* PROBLEM STATEMENT *
Reproduce each line below with no alterations.
[PROVIDED ENTRIES]
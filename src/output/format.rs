use std::fs;
use std::io::Cursor;
use std::path::{Path, PathBuf};

use anyhow::Result;
use image::{ImageFormat, ImageReader, RgbaImage, imageops, imageops::FilterType};

use crate::error::TatamiError;
use crate::sheet::Sheet;

/// Save the sheet as PNG at `path`.
///
/// The encoded bytes land in a sibling temp file first and are renamed
/// into place, so a reader never observes a half-written sheet.
pub fn save_sheet_image(sheet: &Sheet, path: &Path) -> Result<()> {
    let mut png_data = Cursor::new(Vec::new());
    sheet
        .image
        .write_to(&mut png_data, ImageFormat::Png)
        .map_err(|e| TatamiError::ImageSave {
            path: path.to_path_buf(),
            source: e,
        })?;

    write_atomic(path, &png_data.into_inner())?;

    Ok(())
}

/// Parse and normalize a raw scale argument.
///
/// Values above 1.0 are read as tenths ("3" means 0.3), a convenience
/// carried over from the original tool. Non-numeric or non-positive
/// input fails with `InvalidScale`.
pub fn normalize_scale(raw: &str) -> Result<f32, TatamiError> {
    let value: f32 = raw
        .trim()
        .parse()
        .map_err(|_| TatamiError::InvalidScale {
            value: raw.to_string(),
        })?;

    if !value.is_finite() || value <= 0.0 {
        return Err(TatamiError::InvalidScale {
            value: raw.to_string(),
        });
    }

    Ok(if value > 1.0 { value / 10.0 } else { value })
}

/// Rescale the already-written sheet at `path` in place, returning the
/// effective scale factor applied.
///
/// Runs strictly after the base sheet exists on disk. Any failure here
/// leaves the unscaled sheet untouched: the resized image is written to
/// a temp path and renamed over the original only once fully encoded.
#[allow(clippy::cast_possible_truncation, clippy::cast_sign_loss)]
pub fn rescale_sheet(path: &Path, raw_scale: &str) -> Result<f32> {
    let scale = normalize_scale(raw_scale)?;

    let img = ImageReader::open(path)
        .map_err(|e| TatamiError::ImageLoad {
            path: path.to_path_buf(),
            source: e.into(),
        })?
        .decode()
        .map_err(|e| TatamiError::ImageLoad {
            path: path.to_path_buf(),
            source: e,
        })?
        .into_rgba8();

    let (width, height) = img.dimensions();
    let new_width = (f64::from(width) * f64::from(scale)).round().max(1.0) as u32;
    let new_height = (f64::from(height) * f64::from(scale)).round().max(1.0) as u32;

    let resized: RgbaImage = imageops::resize(&img, new_width, new_height, FilterType::Lanczos3);

    let mut png_data = Cursor::new(Vec::new());
    resized
        .write_to(&mut png_data, ImageFormat::Png)
        .map_err(|e| TatamiError::ImageSave {
            path: path.to_path_buf(),
            source: e,
        })?;

    write_atomic(path, &png_data.into_inner())?;

    Ok(scale)
}

fn write_atomic(path: &Path, bytes: &[u8]) -> Result<(), TatamiError> {
    let tmp = temp_sibling(path);

    fs::write(&tmp, bytes).map_err(|e| TatamiError::OutputWrite {
        path: tmp.clone(),
        source: e,
    })?;

    fs::rename(&tmp, path).map_err(|e| TatamiError::OutputWrite {
        path: path.to_path_buf(),
        source: e,
    })?;

    Ok(())
}

// Suffix includes the pid so concurrent runs targeting the same output
// path cannot clobber each other's in-flight temp file
fn temp_sibling(path: &Path) -> PathBuf {
    let mut name = path.file_name().unwrap_or_default().to_os_string();
    name.push(format!(".tmp-{}", std::process::id()));
    path.with_file_name(name)
}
[/PROVIDED ENTRIES]
* RESULT OF THE TASK *
filename src/output/format.rs
use std::fs;
use std::io::Cursor;
use std::path::{Path, PathBuf};

use anyhow::Result;
use image::{ImageFormat, ImageReader, RgbaImage, imageops, imageops::FilterType};

use crate::error::TatamiError;
use crate::sheet::Sheet;

/// Save the sheet as PNG at `path`.
///
/// The encoded bytes land in a sibling temp file first and are renamed
/// into place, so a reader never observes a half-written sheet.
pub fn save_sheet_image(sheet: &Sheet, path: &Path) -> Result<()> {
    let mut png_data = Cursor::new(Vec::new());
    sheet
        .image
        .write_to(&mut png_data, ImageFormat::Png)
        .map_err(|e| TatamiError::ImageSave {
            path: path.to_path_buf(),
            source: e,
        })?;

    write_atomic(path, &png_data.into_inner())?;

    Ok(())
}

/// Parse and normalize a raw scale argument.
///
/// Values above 1.0 are read as tenths ("3" means 0.3), a convenience
/// carried over from the original tool. Non-numeric or non-positive
/// input fails with `InvalidScale`.
pub fn normalize_scale(raw: &str) -> Result<f32, TatamiError> {
    let value: f32 = raw
        .trim()
        .parse()
        .map_err(|_| TatamiError::InvalidScale {
            value: raw.to_string(),
        })?;

    if !value.is_finite() || value <= 0.0 {
        return Err(TatamiError::InvalidScale {
            value: raw.to_string(),
        });
    }

    Ok(if value > 1.0 { value / 10.0 } else { value })
}

/// Rescale the already-written sheet at `path` in place, returning the
/// effective scale factor applied.
///
/// Runs strictly after the base sheet exists on disk. Any failure here
/// leaves the unscaled sheet untouched: the resized image is written to
/// a temp path and renamed over the original only once fully encoded.
#[allow(clippy::cast_possible_truncation, clippy::cast_sign_loss)]
pub fn rescale_sheet(path: &Path, raw_scale: &str) -> Result<f32> {
    let scale = normalize_scale(raw_scale)?;

    let img = ImageReader::open(path)
        .map_err(|e| TatamiError::ImageLoad {
            path: path.to_path_buf(),
            source: e.into(),
        })?
        .decode()
        .map_err(|e| TatamiError::ImageLoad {
            path: path.to_path_buf(),
            source: e,
        })?
        .into_rgba8();

    let (width, height) = img.dimensions();
    let new_width = (f64::from(width) * f64::from(scale)).round().max(1.0) as u32;
    let new_height = (f64::from(height) * f64::from(scale)).round().max(1.0) as u32;

    let resized: RgbaImage = imageops::resize(&img, new_width, new_height, FilterType::Lanczos3);

    let mut png_data = Cursor::new(Vec::new());
    resized
        .write_to(&mut png_data, ImageFormat::Png)
        .map_err(|e| TatamiError::ImageSave {
            path: path.to_path_buf(),
            source: e,
        })?;

    write_atomic(path, &png_data.into_inner())?;

    Ok(scale)
}

fn write_atomic(path: &Path, bytes: &[u8]) -> Result<(), TatamiError> {
    let tmp = temp_sibling(path);

    fs::write(&tmp, bytes).map_err(|e| TatamiError::OutputWrite {
        path: tmp.clone(),
        source: e,
    })?;

    fs::rename(&tmp, path).map_err(|e| TatamiError::OutputWrite {
        path: path.to_path_buf(),
        source: e,
    })?;

    Ok(())
}

// Suffix includes the pid so concurrent runs targeting the same output
// path cannot clobber each other's in-flight temp file
fn temp_sibling(path: &Path) -> PathBuf {
    let mut name = path.file_name().unwrap_or_default().to_os_string();
    name.push(format!(".tmp-{}", std::process::id()));
    path.with_file_name(name)
}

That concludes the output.